En las entrañas de Guerrilandia, donde el sol se derramaba como oro líquido sobre la tierra sedienta, Maya y Jacinto se aferraban a la promesa del maíz.
La sequía reciente había sido una mordedura, y cada grano era un ruego al cielo. Jacinto, con su temperamento impaciente, veía en cada árbol una afrenta; Maya, más resignada, guardaba sus dudas en el silencio de su corazón. Pero el caño trazaba su camino serpenteante, flanqueado por árboles centenarios, sombras imponentes que estrangulaban el espacio para la siembra.
—Esos samanes nos roban el pan —murmuró Jacinto, sus ojos fijos en las copas frondosas. Maya asintió, el sudor perlaba su frente, mezclándose con el polvo. La ley era un susurro lejano, una voz sin fuerza ante el clamor del hambre.
Una tarde, bajo el velo del crepúsculo, sus manos se unieron en un acto silencioso. Con jeringas cargadas de un veneno espeso, inyectaron la savia oscura en los troncos, perforando la corteza. El olor dulzón de la muerte impregnó el aire, un presagio que ignoraron. Las hojas, en los días siguientes, se encogieron, se volvieron quebradizas, hasta que los samanes se alzaron como esqueletos contra el cielo. Más espacio. Más maíz. La promesa era una dulce melodía.

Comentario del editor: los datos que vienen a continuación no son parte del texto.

//! Request gate: public/private path classification and session cookies.
//!
//! Classification lives in one declarative table instead of scattered
//! prefix checks, so the public/private contract is auditable in a single
//! screen. Rules are matched top to bottom; the first hit wins; anything
//! unmatched is public (static assets).
//!
//! ## Design Decisions
//! - Provisioning mode bypasses the table entirely — the setup flow must
//!   work before any session can exist.
//! - The owner address recorded at session creation is advisory: proxies
//!   rewrite client addresses, so a mismatch logs a warning and nothing
//!   more.

use crate::config::OperatingMode;
use crate::gateway::AppState;
use crate::session::TOKEN_LEN;
use axum::extract::{Request, State};
use axum::http::{HeaderMap, StatusCode};
use axum::middleware::Next;
use axum::response::{IntoResponse, Json, Response};
use std::net::IpAddr;
use std::time::Duration;

/// Fixed session cookie name.
pub const SESSION_COOKIE_NAME: &str = "PlumeSession";

#[derive(Debug, Clone, Copy, PartialEq, Eq)]
enum Pattern {
    Exact(&'static str),
    Prefix(&'static str),
}

impl Pattern {
    fn matches(self, path: &str) -> bool {
        match self {
            Pattern::Exact(p) => path == p,
            Pattern::Prefix(p) => path.starts_with(p),
        }
    }
}

#[derive(Debug, Clone, Copy, PartialEq, Eq)]
enum Visibility {
    Public,
    Private,
}

/// The public/private contract, in one place. Order matters: the API
/// exception list must precede the `/api/` catch-all.
const PATH_POLICY: &[(Pattern, Visibility)] = &[
    // Documents served without a session (the root issues one).
    (Pattern::Exact("/"), Visibility::Public),
    (Pattern::Exact("/index.html"), Visibility::Public),
    (Pattern::Exact("/setup.html"), Visibility::Public),
    (Pattern::Exact("/404.html"), Visibility::Public),
    // Icons.
    (Pattern::Exact("/favicon.svg"), Visibility::Public),
    (Pattern::Exact("/favicon.ico"), Visibility::Public),
    (Pattern::Exact("/apple-touch-icon.png"), Visibility::Public),
    // Asset trees.
    (Pattern::Prefix("/css/"), Visibility::Public),
    (Pattern::Prefix("/js/"), Visibility::Public),
    (Pattern::Prefix("/images/"), Visibility::Public),
    (Pattern::Prefix("/fonts/"), Visibility::Public),
    // Route listing is intentionally public for discoverability.
    (Pattern::Exact("/api/routes"), Visibility::Public),
    // OS connectivity probes.
    (Pattern::Exact("/generate_204"), Visibility::Public),
    (Pattern::Exact("/hotspot-detect.html"), Visibility::Public),
    (Pattern::Exact("/connectivity-check.html"), Visibility::Public),
    (Pattern::Exact("/ncsi.txt"), Visibility::Public),
    // Endpoints that must work before a session can exist.
    (Pattern::Prefix("/api/setup"), Visibility::Public),
    (Pattern::Prefix("/api/wifi-scan"), Visibility::Public),
    (Pattern::Prefix("/api/test-wifi"), Visibility::Public),
    (Pattern::Prefix("/api/timezones"), Visibility::Public),
    // Everything else under the API prefix needs a session.
    (Pattern::Prefix("/api/"), Visibility::Private),
];

/// Whether `path` requires an authenticated session in the given mode.
pub fn requires_auth(path: &str, mode: OperatingMode) -> bool {
    if mode == OperatingMode::Provisioning {
        return false;
    }
    for (pattern, visibility) in PATH_POLICY {
        if pattern.matches(path) {
            return *visibility == Visibility::Private;
        }
    }
    false
}

/// Cookie string attached when the root document issues a session.
pub fn session_cookie_value(token: &str, timeout: Duration) -> String {
    format!(
        "{SESSION_COOKIE_NAME}={token}; HttpOnly; SameSite=Strict; Path=/; Max-Age={}",
        timeout.as_secs()
    )
}

/// Extract the session token from the `Cookie` header. Values with the
/// wrong length are discarded here so the store never sees them.
pub fn session_token_from_headers(headers: &HeaderMap) -> Option<String> {
    let cookie_header = headers.get(axum::http::header::COOKIE)?.to_str().ok()?;
    for pair in cookie_header.split(';') {
        let Some((name, value)) = pair.trim().split_once('=') else {
            continue;
        };
        if name == SESSION_COOKIE_NAME {
            let value = value.trim();
            return (value.len() == TOKEN_LEN).then(|| value.to_string());
        }
    }
    None
}

/// Best-effort client identity: proxy headers first, loopback otherwise.
pub fn client_addr(headers: &HeaderMap) -> IpAddr {
    for header_name in ["X-Forwarded-For", "X-Real-IP"] {
        if let Some(value) = headers.get(header_name).and_then(|v| v.to_str().ok()) {
            let first = value.split(',').next().unwrap_or("").trim();
            if let Ok(addr) = first.parse() {
                return addr;
            }
        }
    }
    IpAddr::from([127, 0, 0, 1])
}

/// Middleware applied to every route: public paths pass straight through;
/// private paths must present a live session, which is refreshed on the
/// way in. Rejections never reach the destination handler.
pub async fn require_session(
    State(state): State<AppState>,
    request: Request,
    next: Next,
) -> Response {
    let path = request.uri().path();
    if !requires_auth(path, state.mode) {
        return next.run(request).await;
    }

    let addr = client_addr(request.headers());
    let token = session_token_from_headers(request.headers());
    match token {
        Some(token) if state.sessions.validate(&token, addr) => {
            state.sessions.refresh(&token);
            next.run(request).await
        }
        _ => {
            let path = path.to_owned();
            tracing::warn!(%addr, %path, "rejected unauthenticated request to private path");
            (
                StatusCode::UNAUTHORIZED,
                Json(serde_json::json!({"error": "Authentication required", "code": 401})),
            )
                .into_response()
        }
    }
}

// ── Tests ───────────────────────────────────────────────────────────

#[cfg(test)]
mod tests {
    use super::*;
    use axum::http::HeaderValue;

    const NORMAL: OperatingMode = OperatingMode::Normal;

    #[test]
    fn provisioning_mode_makes_everything_public() {
        for path in ["/api/config", "/api/diagnostics", "/anything", "/"] {
            assert!(!requires_auth(path, OperatingMode::Provisioning));
        }
    }

    #[test]
    fn public_path_table_matches_the_contract() {
        for path in [
            "/",
            "/index.html",
            "/setup.html",
            "/404.html",
            "/favicon.svg",
            "/css/app.css",
            "/js/app.js",
            "/images/logo.png",
            "/fonts/outfit-variable.woff2",
            "/api/routes",
            "/generate_204",
            "/hotspot-detect.html",
            "/connectivity-check.html",
            "/ncsi.txt",
            "/api/setup",
            "/api/wifi-scan",
            "/api/test-wifi",
            "/api/timezones",
        ] {
            assert!(!requires_auth(path, NORMAL), "expected public: {path}");
        }
    }

    #[test]
    fn api_paths_are_private_by_default() {
        for path in [
            "/api/config",
            "/api/diagnostics",
            "/api/joke",
            "/api/memo/1",
            "/api/test-mqtt",
            "/api/print-local",
        ] {
            assert!(requires_auth(path, NORMAL), "expected private: {path}");
        }
    }

    #[test]
    fn non_api_unknown_paths_default_to_public() {
        assert!(!requires_auth("/settings/index.html", NORMAL));
        assert!(!requires_auth("/debug/assets", NORMAL));
    }

    #[test]
    fn root_match_is_exact_not_prefix() {
        // The historical firmware bug: "/" in a startsWith list classified
        // every path public. The exact-match entry must not swallow the API.
        assert!(requires_auth("/api/config", NORMAL));
    }

    #[test]
    fn cookie_value_carries_all_attributes() {
        let value = session_cookie_value("ab12", Duration::from_secs(14400));
        assert_eq!(
            value,
            "PlumeSession=ab12; HttpOnly; SameSite=Strict; Path=/; Max-Age=14400"
        );
    }

    fn headers_with_cookie(value: &str) -> HeaderMap {
        let mut headers = HeaderMap::new();
        headers.insert(
            axum::http::header::COOKIE,
            HeaderValue::from_str(value).unwrap(),
        );
        headers
    }

    #[test]
    fn token_extraction_finds_the_named_cookie() {
        let token = "a".repeat(TOKEN_LEN);
        let headers = headers_with_cookie(&format!("theme=dark; PlumeSession={token}; lang=en"));
        assert_eq!(
            session_token_from_headers(&headers).as_deref(),
            Some(token.as_str())
        );
    }

    #[test]
    fn token_extraction_rejects_wrong_length_values() {
        let headers = headers_with_cookie("PlumeSession=tooshort");
        assert!(session_token_from_headers(&headers).is_none());
    }

    #[test]
    fn token_extraction_handles_missing_header() {
        assert!(session_token_from_headers(&HeaderMap::new()).is_none());
    }

    #[test]
    fn client_addr_prefers_forwarded_header() {
        let mut headers = HeaderMap::new();
        headers.insert(
            "X-Forwarded-For",
            HeaderValue::from_static("10.0.0.7, 172.16.0.1"),
        );
        assert_eq!(client_addr(&headers), IpAddr::from([10, 0, 0, 7]));
    }

    #[test]
    fn client_addr_falls_back_to_loopback() {
        assert_eq!(client_addr(&HeaderMap::new()), IpAddr::from([127, 0, 0, 1]));
    }
}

Los meses pasaron, y la tierra, agradecida, entregó su fruto. El maíz se alzó, un muro dorado que vibraba con el viento. El día de la cosecha llegó, y el sol de la mañana besó los surcos. Jacinto se adentró primero, sus manos ansiosas por el tacto de las mazorcas. Maya lo siguió, el canasto pesado en su brazo.
Pero al llegar a la hilera más cercana al caño, el aire se heló. Una quietud antinatural cayó sobre el maizal; ni un susurro del viento, ni el zumbido de un insecto. Una anomalía, un desgarro en la realidad, se presentó ante sus ojos. En los tallos más robustos, una serie de marcas se tejía, como cicatrices antiguas. Eran números, o algo parecido a números: líneas y ángulos que se torcían en secuencias incomprensibles. No eran tinta ni grabados, sino la misma esencia de la planta, manifestándose en una geometría imposible.
Jacinto extendió la mano hacia una mazorca, sus dedos rozaron la espiral de dígitos que se desplegaba en su tallo. En ese instante, la secuencia cobró vida. Un eco. La resonancia de un cálculo, una ecuación infinita que se manifestaba en el aire. Era un chirrido agudo, pero no en sus oídos, sino directamente en el centro de sus cráneos. Un zumbido algebraico que los paralizó, tensando cada músculo, cada nervio.
Maya y Jacinto quedaron inmóviles, estatuas de terror, los ojos fijos en el caño. El agua. Comenzó a crecer. No subía de nivel de forma natural, sino que se expandía, sus orillas cediendo, el barro y la corriente invadiéndolos. El murmullo del agua se transformó en un susurro grave, un coro de voces ancestrales que se regodeaban en su agonía. El sonido algebraico se intensificaba, taladrando sus mentes. Sintieron el frío líquido lamiendo sus tobillos, luego sus rodillas, la fuerza de la corriente arrastrándolos inexorablemente hacia el centro, hacia el lugar donde los árboles muertos habían dejado un vacío. El maíz, inmóvil a su alrededor, se erguía como un testigo silente de su error.
Al anochecer, solo el viento agitaba las hojas secas de lo que una vez fueron árboles. El caño había vuelto a su cauce, pero más ancho, más profundo, y los surcos de maíz más cercanos a sus orillas se habían desvanecido. En el silencio de la llanura, solo quedaba el recuerdo de la ley ignorada y el susurro del agua que seguía contando.